Saved data entries
══════════
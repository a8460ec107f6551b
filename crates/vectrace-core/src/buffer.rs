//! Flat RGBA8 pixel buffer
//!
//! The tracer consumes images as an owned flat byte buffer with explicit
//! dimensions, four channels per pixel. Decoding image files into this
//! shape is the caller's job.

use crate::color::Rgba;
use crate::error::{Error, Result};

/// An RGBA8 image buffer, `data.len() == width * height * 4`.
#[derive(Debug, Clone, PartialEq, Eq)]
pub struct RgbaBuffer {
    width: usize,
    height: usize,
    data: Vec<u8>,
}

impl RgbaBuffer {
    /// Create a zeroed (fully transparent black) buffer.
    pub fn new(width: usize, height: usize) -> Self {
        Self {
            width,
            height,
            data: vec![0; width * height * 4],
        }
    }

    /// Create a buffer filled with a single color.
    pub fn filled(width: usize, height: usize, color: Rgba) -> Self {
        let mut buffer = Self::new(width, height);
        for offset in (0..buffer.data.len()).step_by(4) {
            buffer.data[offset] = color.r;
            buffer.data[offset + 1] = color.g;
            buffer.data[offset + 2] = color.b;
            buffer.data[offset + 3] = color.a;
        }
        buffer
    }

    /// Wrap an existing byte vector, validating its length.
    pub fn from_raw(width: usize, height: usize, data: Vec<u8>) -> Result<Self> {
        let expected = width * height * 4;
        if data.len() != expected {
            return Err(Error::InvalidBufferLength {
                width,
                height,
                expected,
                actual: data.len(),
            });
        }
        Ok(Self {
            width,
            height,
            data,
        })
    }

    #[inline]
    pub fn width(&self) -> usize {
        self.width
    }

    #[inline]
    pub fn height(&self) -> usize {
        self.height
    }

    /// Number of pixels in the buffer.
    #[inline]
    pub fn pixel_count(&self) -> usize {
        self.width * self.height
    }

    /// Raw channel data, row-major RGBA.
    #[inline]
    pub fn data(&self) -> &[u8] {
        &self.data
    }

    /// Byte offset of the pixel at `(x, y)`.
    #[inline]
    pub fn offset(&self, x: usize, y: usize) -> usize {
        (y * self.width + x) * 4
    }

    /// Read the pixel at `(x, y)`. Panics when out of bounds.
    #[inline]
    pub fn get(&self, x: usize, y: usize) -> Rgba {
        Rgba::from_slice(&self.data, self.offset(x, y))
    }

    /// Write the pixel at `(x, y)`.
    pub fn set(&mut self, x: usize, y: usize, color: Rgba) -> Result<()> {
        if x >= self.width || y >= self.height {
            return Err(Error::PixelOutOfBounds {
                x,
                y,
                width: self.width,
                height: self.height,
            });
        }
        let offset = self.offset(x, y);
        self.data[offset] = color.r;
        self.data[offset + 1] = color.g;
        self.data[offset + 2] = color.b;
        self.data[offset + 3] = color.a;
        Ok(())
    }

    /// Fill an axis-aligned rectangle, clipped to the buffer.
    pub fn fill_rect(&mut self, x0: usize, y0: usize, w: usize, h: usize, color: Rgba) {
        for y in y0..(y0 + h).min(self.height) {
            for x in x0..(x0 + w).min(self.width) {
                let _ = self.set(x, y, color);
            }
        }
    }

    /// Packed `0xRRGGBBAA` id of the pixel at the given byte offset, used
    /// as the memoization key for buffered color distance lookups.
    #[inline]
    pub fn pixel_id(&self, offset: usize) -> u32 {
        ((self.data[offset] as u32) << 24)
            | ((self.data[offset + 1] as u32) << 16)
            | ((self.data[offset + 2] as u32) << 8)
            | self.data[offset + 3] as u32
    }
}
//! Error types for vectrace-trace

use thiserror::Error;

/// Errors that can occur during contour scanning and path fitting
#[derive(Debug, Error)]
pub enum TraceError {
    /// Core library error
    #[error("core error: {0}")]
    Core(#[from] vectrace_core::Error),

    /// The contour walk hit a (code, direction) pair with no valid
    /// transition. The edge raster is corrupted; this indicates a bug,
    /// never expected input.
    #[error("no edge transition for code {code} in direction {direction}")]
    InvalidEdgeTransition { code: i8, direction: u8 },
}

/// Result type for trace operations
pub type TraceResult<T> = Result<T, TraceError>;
══════════
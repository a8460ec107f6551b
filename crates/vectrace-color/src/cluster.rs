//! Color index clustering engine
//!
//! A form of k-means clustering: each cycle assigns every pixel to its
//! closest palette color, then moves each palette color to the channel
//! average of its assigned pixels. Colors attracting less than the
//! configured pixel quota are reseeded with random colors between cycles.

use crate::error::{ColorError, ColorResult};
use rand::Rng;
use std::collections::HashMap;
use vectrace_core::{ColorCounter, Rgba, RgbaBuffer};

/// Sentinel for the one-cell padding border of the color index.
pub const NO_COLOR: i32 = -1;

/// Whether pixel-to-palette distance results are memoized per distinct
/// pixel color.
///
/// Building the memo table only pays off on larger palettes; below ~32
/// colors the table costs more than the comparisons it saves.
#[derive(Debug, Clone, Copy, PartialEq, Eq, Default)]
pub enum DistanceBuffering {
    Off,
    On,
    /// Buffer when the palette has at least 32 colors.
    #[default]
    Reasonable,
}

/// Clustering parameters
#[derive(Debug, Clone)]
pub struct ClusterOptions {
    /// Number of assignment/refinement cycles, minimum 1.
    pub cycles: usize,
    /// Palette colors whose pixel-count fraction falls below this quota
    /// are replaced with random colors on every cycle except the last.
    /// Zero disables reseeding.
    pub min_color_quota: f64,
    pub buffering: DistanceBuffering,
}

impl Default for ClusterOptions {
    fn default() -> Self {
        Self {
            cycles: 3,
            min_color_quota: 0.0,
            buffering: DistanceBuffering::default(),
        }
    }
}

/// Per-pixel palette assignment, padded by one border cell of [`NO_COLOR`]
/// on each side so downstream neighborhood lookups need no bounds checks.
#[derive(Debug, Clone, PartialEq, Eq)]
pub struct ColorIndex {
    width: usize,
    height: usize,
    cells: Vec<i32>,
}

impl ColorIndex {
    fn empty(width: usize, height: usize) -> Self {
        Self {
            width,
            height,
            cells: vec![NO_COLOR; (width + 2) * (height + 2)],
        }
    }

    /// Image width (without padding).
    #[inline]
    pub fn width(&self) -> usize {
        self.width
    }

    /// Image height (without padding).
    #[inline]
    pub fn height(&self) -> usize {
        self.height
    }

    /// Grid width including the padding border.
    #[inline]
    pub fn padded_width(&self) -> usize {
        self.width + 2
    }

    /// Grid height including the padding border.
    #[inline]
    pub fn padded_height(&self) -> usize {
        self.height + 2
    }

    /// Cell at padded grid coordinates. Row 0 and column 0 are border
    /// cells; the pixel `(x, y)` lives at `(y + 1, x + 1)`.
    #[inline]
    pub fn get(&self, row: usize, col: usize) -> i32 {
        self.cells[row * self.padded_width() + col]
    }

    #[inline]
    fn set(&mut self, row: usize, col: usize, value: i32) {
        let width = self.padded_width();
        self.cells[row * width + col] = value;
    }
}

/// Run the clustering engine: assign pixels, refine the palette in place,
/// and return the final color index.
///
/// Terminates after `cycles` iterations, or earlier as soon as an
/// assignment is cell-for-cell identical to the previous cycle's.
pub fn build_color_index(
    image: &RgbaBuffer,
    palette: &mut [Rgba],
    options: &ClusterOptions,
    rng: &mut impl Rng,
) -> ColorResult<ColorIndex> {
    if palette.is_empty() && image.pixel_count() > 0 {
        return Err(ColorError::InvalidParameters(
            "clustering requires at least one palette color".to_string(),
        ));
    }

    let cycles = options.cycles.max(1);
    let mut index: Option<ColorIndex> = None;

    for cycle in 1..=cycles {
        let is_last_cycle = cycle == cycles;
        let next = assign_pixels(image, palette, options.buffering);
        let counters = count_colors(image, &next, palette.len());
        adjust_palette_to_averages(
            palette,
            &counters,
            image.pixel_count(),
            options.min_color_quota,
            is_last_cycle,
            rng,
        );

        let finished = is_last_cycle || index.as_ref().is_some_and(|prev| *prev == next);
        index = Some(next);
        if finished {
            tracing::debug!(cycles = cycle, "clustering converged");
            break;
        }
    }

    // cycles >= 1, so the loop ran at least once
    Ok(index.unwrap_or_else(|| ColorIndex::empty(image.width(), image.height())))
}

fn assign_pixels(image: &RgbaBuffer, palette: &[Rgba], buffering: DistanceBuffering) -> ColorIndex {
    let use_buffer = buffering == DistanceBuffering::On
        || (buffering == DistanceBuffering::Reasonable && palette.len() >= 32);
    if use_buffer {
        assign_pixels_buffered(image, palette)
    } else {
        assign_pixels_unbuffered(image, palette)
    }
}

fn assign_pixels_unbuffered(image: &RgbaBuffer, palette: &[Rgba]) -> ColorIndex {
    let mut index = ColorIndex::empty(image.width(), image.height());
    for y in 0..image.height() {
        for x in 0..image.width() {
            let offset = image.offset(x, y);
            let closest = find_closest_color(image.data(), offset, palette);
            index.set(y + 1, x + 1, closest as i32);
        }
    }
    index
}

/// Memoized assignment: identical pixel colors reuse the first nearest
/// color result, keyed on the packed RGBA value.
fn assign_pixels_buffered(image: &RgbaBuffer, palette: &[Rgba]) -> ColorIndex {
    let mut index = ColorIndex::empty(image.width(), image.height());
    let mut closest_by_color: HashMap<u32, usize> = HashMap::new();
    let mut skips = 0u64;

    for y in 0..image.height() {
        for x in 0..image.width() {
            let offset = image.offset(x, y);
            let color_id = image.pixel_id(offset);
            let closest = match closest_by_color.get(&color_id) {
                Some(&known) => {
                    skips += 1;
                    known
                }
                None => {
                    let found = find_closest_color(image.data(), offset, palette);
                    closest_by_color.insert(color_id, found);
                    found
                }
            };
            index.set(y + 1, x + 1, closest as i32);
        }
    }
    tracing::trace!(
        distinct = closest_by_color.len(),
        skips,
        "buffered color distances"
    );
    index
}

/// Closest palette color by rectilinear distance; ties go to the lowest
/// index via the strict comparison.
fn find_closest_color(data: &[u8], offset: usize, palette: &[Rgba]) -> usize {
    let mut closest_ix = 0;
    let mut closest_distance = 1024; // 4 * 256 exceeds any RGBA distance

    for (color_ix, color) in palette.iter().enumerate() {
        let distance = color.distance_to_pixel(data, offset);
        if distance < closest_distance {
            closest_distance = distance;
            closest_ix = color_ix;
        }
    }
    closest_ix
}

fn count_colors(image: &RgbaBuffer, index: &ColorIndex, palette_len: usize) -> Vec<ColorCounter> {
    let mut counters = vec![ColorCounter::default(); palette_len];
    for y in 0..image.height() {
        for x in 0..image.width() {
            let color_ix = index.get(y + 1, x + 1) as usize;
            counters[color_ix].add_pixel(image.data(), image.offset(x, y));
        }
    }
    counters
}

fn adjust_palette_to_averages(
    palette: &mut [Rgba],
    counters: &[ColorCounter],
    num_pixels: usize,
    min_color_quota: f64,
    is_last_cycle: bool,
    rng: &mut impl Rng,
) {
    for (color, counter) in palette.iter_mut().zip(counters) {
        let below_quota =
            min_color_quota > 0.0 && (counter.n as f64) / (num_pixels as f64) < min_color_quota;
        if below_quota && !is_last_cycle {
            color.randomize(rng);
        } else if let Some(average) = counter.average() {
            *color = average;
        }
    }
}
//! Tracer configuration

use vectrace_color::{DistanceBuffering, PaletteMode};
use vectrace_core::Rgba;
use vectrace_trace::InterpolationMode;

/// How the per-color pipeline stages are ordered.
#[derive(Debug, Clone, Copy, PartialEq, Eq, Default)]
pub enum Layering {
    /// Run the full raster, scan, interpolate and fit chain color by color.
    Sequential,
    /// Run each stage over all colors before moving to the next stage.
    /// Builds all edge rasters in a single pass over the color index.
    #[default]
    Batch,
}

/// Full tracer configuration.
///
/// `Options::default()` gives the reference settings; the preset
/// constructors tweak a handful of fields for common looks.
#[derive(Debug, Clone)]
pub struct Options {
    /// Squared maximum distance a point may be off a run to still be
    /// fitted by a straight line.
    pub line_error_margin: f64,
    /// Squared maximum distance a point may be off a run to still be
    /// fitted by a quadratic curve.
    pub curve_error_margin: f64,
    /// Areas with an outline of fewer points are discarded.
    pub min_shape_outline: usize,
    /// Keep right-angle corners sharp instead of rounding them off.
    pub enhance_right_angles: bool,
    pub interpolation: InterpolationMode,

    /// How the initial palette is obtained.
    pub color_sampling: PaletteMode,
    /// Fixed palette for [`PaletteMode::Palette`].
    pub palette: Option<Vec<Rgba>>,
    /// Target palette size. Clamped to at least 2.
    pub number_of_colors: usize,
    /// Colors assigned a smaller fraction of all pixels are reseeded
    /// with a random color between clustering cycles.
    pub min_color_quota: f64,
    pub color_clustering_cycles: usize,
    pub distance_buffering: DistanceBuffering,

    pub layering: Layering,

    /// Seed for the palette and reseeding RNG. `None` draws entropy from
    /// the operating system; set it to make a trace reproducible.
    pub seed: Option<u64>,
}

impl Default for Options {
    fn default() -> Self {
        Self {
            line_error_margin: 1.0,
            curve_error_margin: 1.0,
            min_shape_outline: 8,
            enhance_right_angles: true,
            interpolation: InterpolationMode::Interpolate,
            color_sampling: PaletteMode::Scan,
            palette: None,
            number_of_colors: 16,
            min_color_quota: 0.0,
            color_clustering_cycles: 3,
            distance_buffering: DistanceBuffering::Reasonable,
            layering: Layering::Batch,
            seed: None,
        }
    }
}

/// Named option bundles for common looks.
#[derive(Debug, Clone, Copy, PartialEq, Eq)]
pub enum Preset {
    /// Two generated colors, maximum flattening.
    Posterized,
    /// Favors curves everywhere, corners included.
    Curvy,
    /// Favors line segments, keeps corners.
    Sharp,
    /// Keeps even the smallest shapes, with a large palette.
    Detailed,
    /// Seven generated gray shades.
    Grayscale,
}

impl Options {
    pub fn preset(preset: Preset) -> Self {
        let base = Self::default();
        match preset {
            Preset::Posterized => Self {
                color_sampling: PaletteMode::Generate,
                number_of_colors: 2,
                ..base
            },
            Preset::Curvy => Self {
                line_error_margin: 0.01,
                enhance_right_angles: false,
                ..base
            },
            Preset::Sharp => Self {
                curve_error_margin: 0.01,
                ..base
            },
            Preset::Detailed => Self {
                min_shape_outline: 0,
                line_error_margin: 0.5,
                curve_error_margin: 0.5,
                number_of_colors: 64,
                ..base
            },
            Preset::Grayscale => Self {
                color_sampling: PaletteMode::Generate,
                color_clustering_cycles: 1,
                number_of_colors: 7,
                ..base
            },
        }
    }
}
══════════
_INSTRUCTIONS TO FOLLOW_:
Above are the records. Copy the lines beginning at the one that has "transparent black) buffer." and ending with the one that has "let mut buffer", unchanged.

_SOLUTION FOR THIS TASK_:
    /// Create a zeroed (fully transparent black) buffer.
    pub fn new(width: usize, height: usize) -> Self {
        Self {
            width,
            height,
            data: vec![0; width * height * 4],
        }
    }

    /// Create a buffer filled with a single color.
    pub fn filled(width: usize, height: usize, color: Rgba) -> Self {
        let mut buffer = Self::new(width, height);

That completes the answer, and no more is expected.